A powerful 7.3-magnitude quake jolted east Japan on Wednesday night, rattling the capital Tokyo and prompting a tsunami advisory for parts of the northeast coast, the Japan Meteorological Agency said.
The quake was centred off the coast of the Fukushima region at a depth of 60 kilometres (37 miles).
Shortly after it hit at 11:36 pm (1436 GMT) an advisory for tsunami waves of one metre was issued for parts of the coast.
There were no immediate reports of damage or injuries, but at least two million households were left without power, including 700,000 in Tokyo, electricity provider TEPCO said.
In the northeastern region, 156,000 households had no power, regional energy company Tohoku Electric Power said.
Prime Minister Fumio Kishida told reporters the government was gathering information on the situation.
“We will commit ourselves to gathering information, do our best to rescue those affected by the (quake) and communicate information appropriately,” he said.
TEPCO also said in a tweet that it was checking operations at the Fukushima nuclear plant that went into meltdown 11 years ago after a huge 9.0-magnitude quake hit off the eastern coast on March 11, 2011, triggering a tsunami and nuclear disaster.
The nuclear regulation authority said there were no abnormalities detected at Onagawa nuclear plant in northeastern Miyagi prefecture.
Ring of Fire
Regional train company JR East said it was experiencing significant disruption to its operations. Japan sits on the Pacific “Ring of Fire”, an arc of intense seismic activity that stretches through Southeast Asia and across the Pacific basin.
The country is regularly hit by quakes, and has strict construction regulations intended to ensure buildings can withstand strong tremors.
But it remains haunted by the memory of the 2011 undersea quake in northeastern Japan that triggered a deadly tsunami and unleashed the Fukushima nuclear accident.

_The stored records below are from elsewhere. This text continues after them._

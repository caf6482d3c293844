//! Change events and sequence markers

use crate::document::Document;
use crate::revision::Revision;
use serde::{Deserialize, Serialize};
use std::cmp::Ordering;

/// A changes-feed checkpoint.
///
/// Older servers use plain integers; clustered servers use opaque strings
/// whose numeric prefix (`"<n>-<opaque>"`) is the position. The marker is
/// sent back to the server exactly as it was received.
#[derive(Debug, Clone, PartialEq, Eq, Hash, Serialize, Deserialize)]
#[serde(untagged)]
pub enum Seq {
    Number(u64),
    Opaque(String),
}

impl Seq {
    /// Start of the database history
    pub fn zero() -> Self {
        Seq::Number(0)
    }

    /// The special checkpoint meaning "only changes from now on"
    pub fn now() -> Self {
        Seq::Opaque("now".to_string())
    }

    /// Numeric position of the marker, if it has one
    pub fn position(&self) -> Option<u64> {
        match self {
            Seq::Number(n) => Some(*n),
            Seq::Opaque(s) => {
                let prefix = s.split_once('-').map(|(p, _)| p).unwrap_or(s);
                prefix.parse().ok()
            }
        }
    }

    /// Compare two markers by position
    pub fn cmp_position(&self, other: &Seq) -> Option<Ordering> {
        Some(self.position()?.cmp(&other.position()?))
    }

    /// Query parameter form of the marker
    pub fn to_param(&self) -> String {
        self.to_string()
    }
}

impl std::fmt::Display for Seq {
    fn fmt(&self, f: &mut std::fmt::Formatter<'_>) -> std::fmt::Result {
        match self {
            Seq::Number(n) => write!(f, "{}", n),
            Seq::Opaque(s) => f.write_str(s),
        }
    }
}

impl From<u64> for Seq {
    fn from(n: u64) -> Self {
        Seq::Number(n)
    }
}

impl From<&str> for Seq {
    fn from(s: &str) -> Self {
        match s.parse::<u64>() {
            Ok(n) => Seq::Number(n),
            Err(_) => Seq::Opaque(s.to_string()),
        }
    }
}

/// One entry of a change's `changes` list
#[derive(Debug, Clone, PartialEq, Eq, Serialize, Deserialize)]
pub struct RevisionRef {
    pub rev: Revision,
}

/// A single change reported by the changes feed
#[derive(Debug, Clone, PartialEq, Serialize, Deserialize)]
pub struct ChangeEvent {
    pub seq: Seq,
    pub id: String,
    pub changes: Vec<RevisionRef>,

    #[serde(default, skip_serializing_if = "std::ops::Not::not")]
    pub deleted: bool,

    /// Embedded document body, only with `include_docs=true`
    #[serde(default, skip_serializing_if = "Option::is_none")]
    pub doc: Option<Document>,
}

impl ChangeEvent {
    /// Revisions listed for this change
    pub fn revisions(&self) -> impl Iterator<Item = &Revision> {
        self.changes.iter().map(|c| &c.rev)
    }

    /// Highest listed revision
    pub fn latest_rev(&self) -> Option<&Revision> {
        self.revisions().max()
    }
}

A minute's silence was held on Friday, the anniversary of the disaster, to remember the some 18,500 people left dead or missing in the tsunami.
Around the stricken Fukushima plant, extensive decontamination has been carried out, and this year five former residents of Futaba, the region's last uninhabited town, returned to live there on a trial basis.
Around 12 percent of Fukushima was once declared unsafe but no-go zones now cover just 2.4 percent of the prefecture, although populations in many towns remain far lower than before.